Paradise in 360 ˚
It was 17 ˚ F in February but I was already looking ahead to summer. Back then, in the dead of winter, I was researching summer artist residencies where I hoped to use my tiny trailer as part of the living and working experience. Many people don’t know that the National Park Service has an amazing artist-in-residence program with sites available across the US.
http://www.nps.gov/subjects/arts/air.htm
The program includes a variety of locations and all sorts of accommodations, ranging from isolated cabins off the grid to posh studios. I applied to a few east coast opportunities in national parks that I hoped would allow me to continue my media work and travel writing about tiny living.
Walking the dune road
I was born and raised in the Midwest but made a career move out east in 1994. For five years I lived in Leominster, MA and the close proximity to Cape Cod allowed me to fall in love with the unique landscape and seascape of the area. Since my move to Philadelphia in 1999, my family and I have continued to return to the Cape- to hike the Breakwater, bike the dunes and walk the beach at Race Point. It was, then, with particular wonder and pleasure that I discovered a number of residency opportunities on Cape Cod’s National Seashore.
The National Seashore is an unusual place of beauty- a desert dune environment at the tip of Massachusetts, a state packed solid with forests, rivers and mountains. The formation of the dunes is actually an environmental disaster. The forested cape was clear-cut by the early European colonizers leaving a thin layer of topsoil vulnerable to erosion, which led to the eventual destruction of the area eco system. But the earth fought back and found a unique way to survive. The National Seashore, stretching between Wellfleet and Provincetown is a starkly beautiful landscape of desert dunes, sea grass and scrub pines. It is also the location of a number of shacks built out of scrap wood in the early part of the 20th century by ambitious artists. In 1961 the dunes were designated the Cape Cod National Seashore and the dune shacks became the property of the National Park Service. Since that time, artists and dune dwellers fought to keep the shacks intact and available for use, even securing the shacks a place on the National Register of Historic Places.
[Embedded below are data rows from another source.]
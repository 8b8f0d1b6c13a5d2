mod common;

use std::path::Path;
use std::time::Duration;

use hamlet_core::CommandData;
use hamlet_framework::{
    CommandManifest, CommandUnit, DuplicatePolicy, ManifestDir, NotFound, PluginRegistry,
    StaticSource, command_service,
};

use common::{MockInteraction, Sent};
use tokio_test::{assert_err, assert_ok};

async fn write(dir: &Path, name: &str, body: &str) {
    tokio::fs::write(dir.join(name), body).await.unwrap();
}

fn reply_manifest(name: &str, reply: &str) -> String {
    format!(
        r#"
        [data]
        name = "{name}"
        description = "test"

        [execute]
        reply = "{reply}"
        "#
    )
}

fn static_command(name: &str) -> CommandUnit {
    CommandUnit {
        data: Some(CommandData::new(name, "compiled in")),
        execute: Some(command_service(|ctx| async move {
            ctx.reply("static").await?;
            Ok(())
        })),
        ..CommandUnit::default()
    }
}

#[tokio::test]
async fn test_load_all_skips_invalid_candidates() {
    let tmp = tempfile::tempdir().unwrap();
    write(tmp.path(), "ping.toml", &reply_manifest("ping", "Pong!")).await;
    write(tmp.path(), "no_execute.toml", "[data]\nname = \"silent\"\n").await;
    write(tmp.path(), "no_data.toml", "[execute]\nreply = \"x\"\n").await;
    write(tmp.path(), "empty_name.toml", &reply_manifest("", "x")).await;
    write(tmp.path(), "broken.toml", "[data\n").await;
    write(tmp.path(), "readme.txt", &reply_manifest("hidden", "x")).await;

    let source = ManifestDir::<CommandManifest>::new(tmp.path());
    let mut registry = PluginRegistry::new();
    let report = registry.load(&source).await;
    let table = registry.finish();

    assert_eq!(report.discovered, 5);
    assert_eq!(report.loaded, 1);
    assert_eq!(report.skipped, 4);
    assert_eq!(table.names(), ["ping"]);
}

#[tokio::test]
async fn test_unreadable_directory_yields_empty_table() {
    let tmp = tempfile::tempdir().unwrap();
    let source = ManifestDir::<CommandManifest>::new(tmp.path().join("missing"));
    let table = PluginRegistry::load_all(&source).await;
    assert!(table.is_empty());
}

#[tokio::test]
async fn test_duplicate_names_last_write_wins() {
    let tmp = tempfile::tempdir().unwrap();
    write(tmp.path(), "a.toml", &reply_manifest("ping", "first")).await;
    write(tmp.path(), "b.toml", &reply_manifest("ping", "second")).await;

    let table = PluginRegistry::load_all(&ManifestDir::<CommandManifest>::new(tmp.path())).await;
    assert_eq!(table.len(), 1);

    let command = table.lookup("ping").unwrap();
    assert!(command.origin().ends_with("b.toml"));

    let interaction = MockInteraction::new("ping");
    let app = common::app(Default::default());
    command
        .execute(hamlet_framework::CommandContext::new(app, interaction.clone()))
        .await
        .unwrap();
    assert_eq!(
        interaction.sent(),
        [Sent::Reply(hamlet_core::Reply::public("second"))]
    );
}

#[tokio::test]
async fn test_directory_overrides_static_source() {
    let tmp = tempfile::tempdir().unwrap();
    write(tmp.path(), "ping.toml", &reply_manifest("ping", "from disk")).await;

    let compiled = StaticSource::new("test")
        .with("demo::ping", || static_command("ping"))
        .with("demo::pong", || static_command("pong"));

    let mut registry = PluginRegistry::new();
    registry.load(&compiled).await;
    registry
        .load(&ManifestDir::<CommandManifest>::new(tmp.path()))
        .await;
    let table = registry.finish();

    assert_eq!(table.names(), ["ping", "pong"]);
    assert!(table.lookup("ping").unwrap().origin().ends_with("ping.toml"));
    assert_eq!(table.lookup("pong").unwrap().origin(), "demo::pong");
}

#[tokio::test]
async fn test_reject_policy_keeps_first() {
    let compiled = StaticSource::new("test")
        .with("first::ping", || static_command("ping"))
        .with("second::ping", || static_command("ping"));

    let mut registry = PluginRegistry::new().duplicate_policy(DuplicatePolicy::Reject);
    let report = registry.load(&compiled).await;
    let table = registry.finish();

    assert_eq!(report.loaded, 1);
    assert_eq!(report.skipped, 1);
    assert_eq!(table.lookup("ping").unwrap().origin(), "first::ping");
}

#[tokio::test]
async fn test_failing_factory_is_skipped() {
    let compiled = StaticSource::new("test")
        .try_with("broken::cmd", || Err("no database".to_owned()))
        .with("ok::cmd", || static_command("ok"));

    let mut registry = PluginRegistry::new();
    let report = registry.load(&compiled).await;
    assert_eq!(report.skipped, 1);
    assert_eq!(registry.finish().names(), ["ok"]);
}

#[tokio::test]
async fn test_lookup_is_exact() {
    let compiled = StaticSource::new("test").with("demo::ping", || static_command("ping"));
    let table = PluginRegistry::load_all(&compiled).await;

    assert_ok!(table.lookup("ping"));
    assert_eq!(
        table.lookup("Ping").unwrap_err(),
        NotFound {
            name: "Ping".into()
        }
    );
    assert_err!(table.lookup("ping "));
    assert_err!(table.lookup(""));
}

#[tokio::test]
async fn test_specs_sorted_by_name() {
    let compiled = StaticSource::new("test")
        .with("z", || static_command("zeta"))
        .with("a", || static_command("alpha"));
    let table = PluginRegistry::load_all(&compiled).await;
    let names: Vec<String> = table.specs().into_iter().map(|d| d.name).collect();
    assert_eq!(names, ["alpha", "zeta"]);
}

#[tokio::test]
async fn test_handler_timeout() {
    let slow = StaticSource::new("test").with("demo::slow", || CommandUnit {
        data: Some(CommandData::new("slow", "")),
        execute: Some(command_service(|_ctx| async {
            tokio::time::sleep(Duration::from_secs(5)).await;
            Ok(())
        })),
        ..CommandUnit::default()
    });

    let mut registry = PluginRegistry::new().handler_timeout(Some(Duration::from_millis(20)));
    registry.load(&slow).await;
    let table = registry.finish();

    let app = common::app(Default::default());
    let ctx = hamlet_framework::CommandContext::new(app, MockInteraction::new("slow"));
    assert_err!(table.lookup("slow").unwrap().execute(ctx).await);
}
The Peaked Hill Trust Residency Program is one of three non-profit organizations offering residencies in the shacks. A chosen artist, writer or scientist will be given the opportunity to live pretty much off the grid in a dune shack for one or two weeks from summer through fall.
I was fortunate enough to be chosen to participate this summer and am now living in Thalassa, the smallest of the shacks. At 9’ by 12’, it is the size of a small bedroom but includes a bed, a small kitchen arrangement and a table for eating and working.
The kitchen from the bed
With no electricity or plumbing, my wife Julie and I are faring pretty well. We are using a solar shower to keep some of the sand at bay. There is a composting out house and we haul up our water every morning from a pump by the dune road.
Julie at the table
But, as the two photos show, we are in the middle of 360 degrees of exquisite beauty and loving every minute.
Panoramic view of the dunes. Provincetown is in the distance.
Yesterday a whale spouted off in the distance as a herd of hundreds of seals sang their morning song. Welcome to paradise.